Reimagining Social on Spotify

Designing a set of features on Spotify to personalize listening and enhance the social experience.


Project Type


Reimagining Social on Spotify


Two years ago, I took a course called Cultural Production of Popular Music and I enjoyed learning about the relationship between pop music and how we consume it. That's why I wanted to conduct a case study to analyze how Spotify users interact with music and with each other. I conducted user research over the past two weeks to redesign Spotify's profile page.

Throughout this case study, I will explore how people consume and interact with music, including user research and interviews. Next, I'll describe how my research findings helped me design interactive features in Spotify that enable users to express themselves and facilitate social interaction through a new sharing feature.

Cultural depictions of music

Music as a form of escapism is reflected in popular depictions of people enjoying music, like these advertisements from Apple

In this ad for AirPods Pro, the woman walks through a crowded city, switching between noise cancellation and transparency mode. When she turns on noise cancellation, the city turns into a neon covered streets. There she is able to break out in dance and express her creativity.

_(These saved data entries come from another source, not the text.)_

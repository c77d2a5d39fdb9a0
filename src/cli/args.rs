use clap::Parser;

#[derive(Parser, Debug)]
#[command(name = "pons")]
#[command(about = "Interactive PONS dictionary lookup with a local response cache")]
#[command(version)]
pub struct Args {
    /// Dictionary to select at startup (e.g., ende, defr)
    #[arg(short = 'd', long = "dict")]
    pub dict: Option<String>,

    /// Disable colored output
    #[arg(long)]
    pub no_color: bool,
}
mod manager;

pub use manager::{
    Config, ConfigManager, DEFAULT_CACHE_TTL, DEFAULT_CMD_HISTORY_LIMIT, SETTING_NAMES,
};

In this HomePod ad, FKA Twigs plays a corporate drone temporarily escaping in Siri suggested music. It's a story of using music as expression and being able to break out in your own space.

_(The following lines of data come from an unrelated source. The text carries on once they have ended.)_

#![allow(clippy::unwrap_used)]
//! End-to-end contract of the lookup pipeline and the renderer.
//!
//! A canned API stands in for the network; the cache lives in a temp dir.

use std::cell::Cell;
use std::time::Duration;

use pons_cli::api::{ApiError, DictionaryApi, Fetched};
use pons_cli::cache::{CacheStore, derive_key};
use pons_cli::lookup::{self, Lookup};
use pons_cli::render::render_translation;
use tempfile::TempDir;

const RESPONSE: &str = r#"[
  {
    "lang": "en",
    "hits": [
      {
        "type": "entry",
        "roms": [
          {
            "headword": "bank",
            "arabs": [
              {
                "header": "<strong class=\"tense\">1.</strong> bank <span class=\"sense\">(institution)</span>:",
                "translations": [
                  {"source": "<strong class=\"headword\">bank</strong>", "target": "Bank <span class=\"genus\"><acronym title=\"feminine\">f</acronym></span>"}
                ]
              },
              {
                "header": "<strong class=\"tense\">2.</strong> bank <span class=\"sense\">(of river)</span>:",
                "translations": [
                  {"source": "bank", "target": "Ufer <acronym title=\"neuter\">nt</acronym>"},
                  {"source": "river bank", "target": "Flussufer"}
                ]
              }
            ]
          },
          {
            "headword": "bank",
            "arabs": [
              {
                "header": "to bank money",
                "translations": [{"source": "to bank", "target": "einzahlen"}]
              }
            ]
          }
        ]
      },
      {
        "type": "translation",
        "source": "<strong>bank</strong> holiday",
        "target": "Feiertag"
      }
    ]
  }
]"#;

struct CannedApi {
    fetched: Fetched,
    calls: Cell<usize>,
}

impl DictionaryApi for CannedApi {
    async fn fetch_translation(&self, _word: &str, _dict: &str) -> Result<Fetched, ApiError> {
        self.calls.set(self.calls.get() + 1);
        Ok(self.fetched.clone())
    }

    async fn fetch_dictionaries(&self) -> Result<Vec<u8>, ApiError> {
        Err(ApiError::Status(503))
    }
}

fn render(lookup: &Lookup) -> String {
    let Lookup::Found(response) = lookup else {
        panic!("expected a translation");
    };
    let mut out = Vec::new();
    render_translation(&mut out, response, "ende", 60).unwrap();
    String::from_utf8(out).unwrap()
}

#[tokio::test]
async fn test_fetched_and_cached_lookups_render_the_same() {
    let temp_dir = TempDir::new().unwrap();
    let cache = CacheStore::open(temp_dir.path().to_path_buf()).unwrap();
    let api = CannedApi {
        fetched: Fetched::Body(RESPONSE.as_bytes().to_vec()),
        calls: Cell::new(0),
    };
    let ttl = Duration::from_secs(60);

    let fetched = lookup::translate(&api, &cache, ttl, "bank", "ende")
        .await
        .unwrap();
    let cached = lookup::translate(&api, &cache, ttl, "bank", "ende")
        .await
        .unwrap();

    assert_eq!(api.calls.get(), 1);
    assert_eq!(render(&fetched), render(&cached));

    let on_disk = std::fs::read(cache.entry_path(&derive_key("bank", "ende"))).unwrap();
    assert_eq!(on_disk, RESPONSE.as_bytes());
}

#[tokio::test]
async fn test_rendered_layout() {
    let temp_dir = TempDir::new().unwrap();
    let cache = CacheStore::open(temp_dir.path().to_path_buf()).unwrap();
    let api = CannedApi {
        fetched: Fetched::Body(RESPONSE.as_bytes().to_vec()),
        calls: Cell::new(0),
    };

    let result = lookup::translate(&api, &cache, Duration::from_secs(60), "bank", "ende")
        .await
        .unwrap();
    let text = render(&result);

    assert!(text.contains("EN > DE"));
    assert!(text.contains("I. bank"));
    assert!(text.contains("II. bank"));
    assert!(text.contains("1. bank (institution):"));
    assert!(text.contains("2. bank (of river):"));
    assert!(text.contains(&format!("{:<30}{}", "bank", "Bank f")));
    assert!(text.contains(&format!("{:<30}{}", "river bank", "Flussufer")));
    assert!(text.contains(&format!("{:<30}{}", "bank holiday", "Feiertag")));
    assert!(!text.contains('<'));

    let first = text.find("I. bank").unwrap();
    let second = text.find("II. bank").unwrap();
    assert!(first < second);
}

#[tokio::test]
async fn test_no_content_leaves_cache_empty() {
    let temp_dir = TempDir::new().unwrap();
    let cache = CacheStore::open(temp_dir.path().to_path_buf()).unwrap();
    let api = CannedApi {
        fetched: Fetched::NoContent,
        calls: Cell::new(0),
    };

    let result = lookup::translate(&api, &cache, Duration::from_secs(60), "qwzx", "ende")
        .await
        .unwrap();

    assert_eq!(result, Lookup::NotFound);
    assert_eq!(std::fs::read_dir(temp_dir.path()).unwrap().count(), 0);
}

#[tokio::test]
async fn test_dictionary_list_failure_is_reported() {
    let temp_dir = TempDir::new().unwrap();
    let cache = CacheStore::open(temp_dir.path().to_path_buf()).unwrap();
    let api = CannedApi {
        fetched: Fetched::NoContent,
        calls: Cell::new(0),
    };

    let err = lookup::dictionaries(&api, &cache, Duration::from_secs(60))
        .await
        .unwrap_err();

    assert!(format!("{err:#}").contains("bad status code: 503"));
}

Scenes from Apple's HomePod ad starring FKA Twigs


So how do people actually consume, share and enjoy music? To find the answers, I conducted a survey with 87 respondents and interviews with seven people. The target group was exclusively Spotify users. Here are some of my findings.

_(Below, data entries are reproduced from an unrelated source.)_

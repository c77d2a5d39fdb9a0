use anyhow::Result;
use clap::Parser;

use pons_cli::cli::Args;
use pons_cli::cli::commands::interactive::{self, InteractiveOptions};
use pons_cli::{logging, output};

#[tokio::main]
async fn main() -> Result<()> {
    let args = Args::parse();

    logging::init();
    output::init(output::OutputConfig {
        no_color: args.no_color || std::env::var("NO_COLOR").is_ok(),
    });

    interactive::run_interactive(InteractiveOptions { dict: args.dict }).await
}
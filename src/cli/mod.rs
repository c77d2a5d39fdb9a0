//! Command-line interface definitions and handlers.

/// CLI argument parsing with clap.
pub mod args;

/// Startup and the interactive session.
pub mod commands;

pub use args::Args;
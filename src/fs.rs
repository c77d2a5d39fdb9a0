//! File system utilities.

use anyhow::{Context, Result};
use std::fs;
use std::path::Path;

/// Writes bytes to a file atomically using a temp file and rename.
///
/// A reader racing with the write sees either the previous content or the
/// new content, never a truncated file. The temp file is created in the same
/// directory as the target so the rename stays on one filesystem.
pub fn atomic_write(path: &Path, content: &[u8]) -> Result<()> {
    let parent = path.parent().unwrap_or_else(|| Path::new("."));
    let file_name = path.file_name().unwrap_or_default().to_string_lossy();
    let temp_path = parent.join(format!(".{file_name}.tmp"));

    fs::write(&temp_path, content)
        .with_context(|| format!("Failed to write {}", temp_path.display()))?;

    fs::rename(&temp_path, path)
        .with_context(|| format!("Failed to replace {}", path.display()))?;

    Ok(())
}
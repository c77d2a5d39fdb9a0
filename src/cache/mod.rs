//! On-disk cache of raw API responses.
//!
//! Each lookup is stored as `<sha256>.json` next to a fixed-name
//! `dictionaries.json`; file modification time decides freshness.

mod store;

pub use store::{CacheStore, DICTIONARIES_FILE, SweepReport, derive_key, is_fresh};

Sharing music is an integral part of the experience.

Sharing music with friends is an integral part of listening to music, with 95% of respondents saying they do so. Several users have expressed frustration with Spotify's sharing feature, because the functionality is buried in a submenu that requires extra scrolling.

Playlists are a form of personal expression.

The age of streaming has led to a decline in physical record sales, so playlists are used as a medium for individuals to express themselves. Users often name their playlists and feel attached to them.

"Playlists are personal for me, they usually capture a specific mood or event. I have playlists that remind me of the music festivals I went to and some for specific seasons." — Interview Participant

Social features are lacking, resulting in lower adoption.

Users don't find the Spotify social features to be very comprehensive and they don't provide much value to the service. On the mobile app, it's hard to find friends and following them doesn't do much. As a result, many users don't bother to use the social features.

"The most recently played artists is kind of useless. It doesn't tell people what music I like and vice versa." — Interview Participant

I found that there were two main types of users. Productive listeners often share what they're listening to with friends. Passive listeners just use the app for music and nothing else.

Both types of users engage in sharing music with others. It was interesting to see that productive listeners don't consider sharing a social feature.

Defining the problem

So how do people actually consume, share and enjoy music? To find the answers, I conducted a survey with 87 respondents and interviews with seven people. The target group was exclusively Spotify users. Here are some of my findings.

From my user research and interviews, I created a How Might We statement based on the problems and opportunity spaces that came up.

How might we create a more personalized social experience on Spotify?


Most social media apps have similar profile pages, and that's for good reason. For this page, I wanted to provide useful information to anyone looking at a person's profile. From my user testing, the first layout (shown below) was most preferred. For my first round of ideation, I decided to add three features.

  1. Profile cover image
  2. Featured playlist
  3. Top tracks this month

As I built upon the first layout, I considered how sharing could be streamlined. About half of Spotify users look up and add friends. Many users wish it were easier to share music without leaving the app.

I added a feature that lets you share your inbox to solve this problem. Users can send tracks directly to friends' inboxes without leaving the app.

Final design

The new profile page builds on the great work Spotify has already done. Users can share their taste in music through a cover page and a playlist of their choice. Also, listeners can share listening statistics through the Top Tracks This Month chart.

Final profile page design and features

Adding an artist cover image

I designed a cover image selector based on images that artists provide. This made sense from a user and business perspective. For users, it's easier make a selection from existing choices. For Spotify, it's an easy way to gain favour with artists by giving them another way to promote themselves.

Users can add cover photos to personalize their profile.

Share tracks with your friends

Many users were frustrated that the sharing feature was buried in a menu that required an additional scroll to reach. By placing it beside the favourite icon, I made it easier to access. Tap the search bar to instantly pull a list of suggested friends or search for someone. Shared tracks go directly to your inbox on the profile page.

Share with friends directly using the share sheet in the now playing screen.